> [Directions for this task] Your answer should hold all lines of the entries that include the word "DownsampleOptions".
-------- Records to use
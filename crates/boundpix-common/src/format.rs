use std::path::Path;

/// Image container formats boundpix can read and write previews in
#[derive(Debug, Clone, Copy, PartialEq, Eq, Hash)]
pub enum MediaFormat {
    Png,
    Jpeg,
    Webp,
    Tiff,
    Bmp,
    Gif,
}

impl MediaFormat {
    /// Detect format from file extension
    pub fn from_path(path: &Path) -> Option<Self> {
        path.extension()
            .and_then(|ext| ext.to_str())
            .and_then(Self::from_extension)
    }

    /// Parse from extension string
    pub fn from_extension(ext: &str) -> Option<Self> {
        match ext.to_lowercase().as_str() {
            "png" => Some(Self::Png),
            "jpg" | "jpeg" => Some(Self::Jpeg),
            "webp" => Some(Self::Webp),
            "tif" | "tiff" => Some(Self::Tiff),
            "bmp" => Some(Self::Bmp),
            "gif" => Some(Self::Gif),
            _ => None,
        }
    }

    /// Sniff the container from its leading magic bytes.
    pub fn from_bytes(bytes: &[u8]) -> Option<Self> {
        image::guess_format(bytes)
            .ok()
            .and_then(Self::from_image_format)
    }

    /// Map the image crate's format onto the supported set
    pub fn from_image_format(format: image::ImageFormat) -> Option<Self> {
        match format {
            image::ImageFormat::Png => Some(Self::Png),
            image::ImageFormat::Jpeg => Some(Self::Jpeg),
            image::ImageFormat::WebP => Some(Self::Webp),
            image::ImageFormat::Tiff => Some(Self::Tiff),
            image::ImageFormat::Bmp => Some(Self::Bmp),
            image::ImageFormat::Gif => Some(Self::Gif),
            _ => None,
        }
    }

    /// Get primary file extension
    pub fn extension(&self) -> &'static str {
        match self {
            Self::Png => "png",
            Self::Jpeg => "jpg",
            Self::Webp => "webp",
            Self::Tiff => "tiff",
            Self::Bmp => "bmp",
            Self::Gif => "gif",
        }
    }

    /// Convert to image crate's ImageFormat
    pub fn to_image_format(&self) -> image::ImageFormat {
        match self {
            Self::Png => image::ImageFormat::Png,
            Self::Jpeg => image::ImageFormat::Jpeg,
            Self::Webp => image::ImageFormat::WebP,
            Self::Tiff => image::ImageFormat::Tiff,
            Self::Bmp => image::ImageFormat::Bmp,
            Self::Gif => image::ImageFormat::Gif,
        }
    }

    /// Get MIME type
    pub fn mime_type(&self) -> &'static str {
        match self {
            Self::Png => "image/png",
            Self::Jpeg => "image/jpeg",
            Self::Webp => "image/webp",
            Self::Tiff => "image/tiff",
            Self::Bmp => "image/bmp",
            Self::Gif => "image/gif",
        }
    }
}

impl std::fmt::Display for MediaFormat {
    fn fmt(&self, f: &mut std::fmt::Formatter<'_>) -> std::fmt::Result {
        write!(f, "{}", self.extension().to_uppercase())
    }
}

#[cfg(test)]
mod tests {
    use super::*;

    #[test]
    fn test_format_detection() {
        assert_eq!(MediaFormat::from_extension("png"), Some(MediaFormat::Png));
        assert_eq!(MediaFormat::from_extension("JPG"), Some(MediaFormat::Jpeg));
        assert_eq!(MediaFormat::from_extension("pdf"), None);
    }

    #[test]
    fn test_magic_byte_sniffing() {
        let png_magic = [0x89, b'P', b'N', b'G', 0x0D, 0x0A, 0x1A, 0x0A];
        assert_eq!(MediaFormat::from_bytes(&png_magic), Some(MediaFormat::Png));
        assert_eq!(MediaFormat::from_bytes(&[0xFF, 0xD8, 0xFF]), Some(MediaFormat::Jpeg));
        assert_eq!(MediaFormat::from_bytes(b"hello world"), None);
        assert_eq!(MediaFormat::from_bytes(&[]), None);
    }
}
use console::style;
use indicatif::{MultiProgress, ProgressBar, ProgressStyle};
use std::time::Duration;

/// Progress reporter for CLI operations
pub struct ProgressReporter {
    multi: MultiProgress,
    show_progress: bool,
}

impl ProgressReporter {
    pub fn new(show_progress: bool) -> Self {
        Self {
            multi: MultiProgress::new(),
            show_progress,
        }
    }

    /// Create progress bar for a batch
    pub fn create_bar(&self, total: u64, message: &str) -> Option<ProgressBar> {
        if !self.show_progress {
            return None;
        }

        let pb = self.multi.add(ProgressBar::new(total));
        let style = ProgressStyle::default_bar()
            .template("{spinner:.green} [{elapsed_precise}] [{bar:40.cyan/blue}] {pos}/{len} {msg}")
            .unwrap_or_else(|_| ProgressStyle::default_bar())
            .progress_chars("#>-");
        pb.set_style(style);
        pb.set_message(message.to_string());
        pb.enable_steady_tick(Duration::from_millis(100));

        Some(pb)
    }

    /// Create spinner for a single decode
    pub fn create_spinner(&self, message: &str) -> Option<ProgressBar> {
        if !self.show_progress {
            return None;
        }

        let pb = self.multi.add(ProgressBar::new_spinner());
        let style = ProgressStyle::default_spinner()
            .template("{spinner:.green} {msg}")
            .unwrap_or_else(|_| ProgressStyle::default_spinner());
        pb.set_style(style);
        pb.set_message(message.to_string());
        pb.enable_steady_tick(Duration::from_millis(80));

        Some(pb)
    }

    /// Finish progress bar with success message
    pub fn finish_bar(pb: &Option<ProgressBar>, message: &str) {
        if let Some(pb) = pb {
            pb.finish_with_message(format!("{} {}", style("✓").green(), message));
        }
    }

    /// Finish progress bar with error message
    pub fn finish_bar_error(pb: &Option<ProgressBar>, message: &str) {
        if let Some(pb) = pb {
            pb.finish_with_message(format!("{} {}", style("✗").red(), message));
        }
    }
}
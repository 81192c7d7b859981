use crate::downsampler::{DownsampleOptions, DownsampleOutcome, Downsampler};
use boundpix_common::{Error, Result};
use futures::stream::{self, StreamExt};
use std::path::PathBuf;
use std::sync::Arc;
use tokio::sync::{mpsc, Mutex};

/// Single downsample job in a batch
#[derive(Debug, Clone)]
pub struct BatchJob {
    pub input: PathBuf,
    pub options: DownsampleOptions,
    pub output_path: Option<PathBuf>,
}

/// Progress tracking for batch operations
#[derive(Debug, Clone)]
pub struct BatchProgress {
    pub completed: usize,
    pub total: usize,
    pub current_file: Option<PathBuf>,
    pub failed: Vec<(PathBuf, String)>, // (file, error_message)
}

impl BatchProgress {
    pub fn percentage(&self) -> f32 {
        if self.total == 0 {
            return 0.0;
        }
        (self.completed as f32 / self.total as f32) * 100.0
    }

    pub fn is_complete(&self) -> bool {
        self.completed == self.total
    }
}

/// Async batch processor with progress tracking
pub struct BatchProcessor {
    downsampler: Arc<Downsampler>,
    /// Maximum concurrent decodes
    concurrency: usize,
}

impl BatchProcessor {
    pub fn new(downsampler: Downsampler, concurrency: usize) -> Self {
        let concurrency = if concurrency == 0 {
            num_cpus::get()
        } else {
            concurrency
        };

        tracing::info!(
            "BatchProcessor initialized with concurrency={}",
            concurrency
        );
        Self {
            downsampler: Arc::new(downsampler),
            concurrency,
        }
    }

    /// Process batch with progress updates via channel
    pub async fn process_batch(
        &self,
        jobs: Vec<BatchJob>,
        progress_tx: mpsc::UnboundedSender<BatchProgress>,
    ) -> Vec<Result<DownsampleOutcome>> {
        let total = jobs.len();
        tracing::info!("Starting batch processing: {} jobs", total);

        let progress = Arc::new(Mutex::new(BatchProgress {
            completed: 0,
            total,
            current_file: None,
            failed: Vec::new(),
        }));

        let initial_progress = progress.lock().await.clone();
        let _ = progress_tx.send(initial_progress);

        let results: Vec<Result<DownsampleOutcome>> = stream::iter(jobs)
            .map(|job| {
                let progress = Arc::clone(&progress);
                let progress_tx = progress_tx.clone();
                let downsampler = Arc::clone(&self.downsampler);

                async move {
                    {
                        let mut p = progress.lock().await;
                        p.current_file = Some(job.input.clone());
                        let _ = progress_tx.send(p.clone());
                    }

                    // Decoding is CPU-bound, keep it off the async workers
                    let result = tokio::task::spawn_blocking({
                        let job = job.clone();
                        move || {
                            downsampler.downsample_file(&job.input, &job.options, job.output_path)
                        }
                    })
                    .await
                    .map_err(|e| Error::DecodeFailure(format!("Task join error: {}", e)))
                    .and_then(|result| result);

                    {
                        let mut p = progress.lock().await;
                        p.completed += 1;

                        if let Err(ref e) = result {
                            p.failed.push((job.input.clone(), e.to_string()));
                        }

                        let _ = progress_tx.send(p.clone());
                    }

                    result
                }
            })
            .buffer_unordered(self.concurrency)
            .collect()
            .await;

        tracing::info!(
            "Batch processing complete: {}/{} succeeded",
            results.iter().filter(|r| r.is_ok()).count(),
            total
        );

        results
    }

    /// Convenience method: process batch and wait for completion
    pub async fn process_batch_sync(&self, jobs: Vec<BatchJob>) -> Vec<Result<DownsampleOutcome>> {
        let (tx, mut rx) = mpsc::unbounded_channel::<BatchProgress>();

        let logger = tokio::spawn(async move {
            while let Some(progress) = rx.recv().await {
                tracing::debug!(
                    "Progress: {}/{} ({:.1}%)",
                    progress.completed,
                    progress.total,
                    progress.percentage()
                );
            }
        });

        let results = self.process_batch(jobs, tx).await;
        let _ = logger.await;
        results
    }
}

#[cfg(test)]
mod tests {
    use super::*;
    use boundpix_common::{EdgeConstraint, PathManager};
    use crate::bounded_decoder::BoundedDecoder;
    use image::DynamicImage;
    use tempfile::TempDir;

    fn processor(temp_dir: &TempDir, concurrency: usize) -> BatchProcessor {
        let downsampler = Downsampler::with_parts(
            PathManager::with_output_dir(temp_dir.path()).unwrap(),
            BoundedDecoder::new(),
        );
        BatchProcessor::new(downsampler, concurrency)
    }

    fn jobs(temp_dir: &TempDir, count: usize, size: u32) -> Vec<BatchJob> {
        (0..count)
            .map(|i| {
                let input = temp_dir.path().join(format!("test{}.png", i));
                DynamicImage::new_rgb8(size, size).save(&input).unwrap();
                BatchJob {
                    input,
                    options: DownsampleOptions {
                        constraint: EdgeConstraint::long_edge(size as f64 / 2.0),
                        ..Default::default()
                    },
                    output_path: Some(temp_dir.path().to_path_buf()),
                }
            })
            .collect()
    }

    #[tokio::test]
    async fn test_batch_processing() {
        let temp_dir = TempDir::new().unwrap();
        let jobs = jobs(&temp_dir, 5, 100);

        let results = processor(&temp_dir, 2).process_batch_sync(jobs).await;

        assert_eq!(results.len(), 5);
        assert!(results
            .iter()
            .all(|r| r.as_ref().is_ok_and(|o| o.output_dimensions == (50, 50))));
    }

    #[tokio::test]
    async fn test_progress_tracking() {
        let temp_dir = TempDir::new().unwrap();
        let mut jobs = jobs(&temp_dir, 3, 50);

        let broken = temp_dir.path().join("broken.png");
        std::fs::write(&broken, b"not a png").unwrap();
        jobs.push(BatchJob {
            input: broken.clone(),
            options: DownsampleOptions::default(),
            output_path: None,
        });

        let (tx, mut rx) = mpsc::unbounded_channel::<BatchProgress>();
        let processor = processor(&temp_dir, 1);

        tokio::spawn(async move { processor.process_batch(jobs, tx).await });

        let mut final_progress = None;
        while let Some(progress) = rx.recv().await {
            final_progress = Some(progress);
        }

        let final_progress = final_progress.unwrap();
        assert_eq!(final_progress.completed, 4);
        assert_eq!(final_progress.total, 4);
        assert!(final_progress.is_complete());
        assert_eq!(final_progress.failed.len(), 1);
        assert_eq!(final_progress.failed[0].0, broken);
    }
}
----------------
-------- Records to use
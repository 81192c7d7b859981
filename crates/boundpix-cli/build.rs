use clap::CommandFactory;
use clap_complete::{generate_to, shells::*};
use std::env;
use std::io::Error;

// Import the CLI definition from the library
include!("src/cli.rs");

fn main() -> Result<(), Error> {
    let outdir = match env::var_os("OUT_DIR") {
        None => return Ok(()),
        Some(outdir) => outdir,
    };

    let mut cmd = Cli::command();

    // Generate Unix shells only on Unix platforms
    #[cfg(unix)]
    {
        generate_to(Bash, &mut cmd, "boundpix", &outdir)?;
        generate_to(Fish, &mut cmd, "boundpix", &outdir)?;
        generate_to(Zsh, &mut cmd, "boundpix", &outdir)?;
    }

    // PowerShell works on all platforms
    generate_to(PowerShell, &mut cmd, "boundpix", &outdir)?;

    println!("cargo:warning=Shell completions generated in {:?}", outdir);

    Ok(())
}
----------------
> [Answer box]
use crate::downsampler::{DownsampleOptions, DownsampleOutcome, Downsampler};
    pub options: DownsampleOptions,
                    options: DownsampleOptions {
            options: DownsampleOptions::default(),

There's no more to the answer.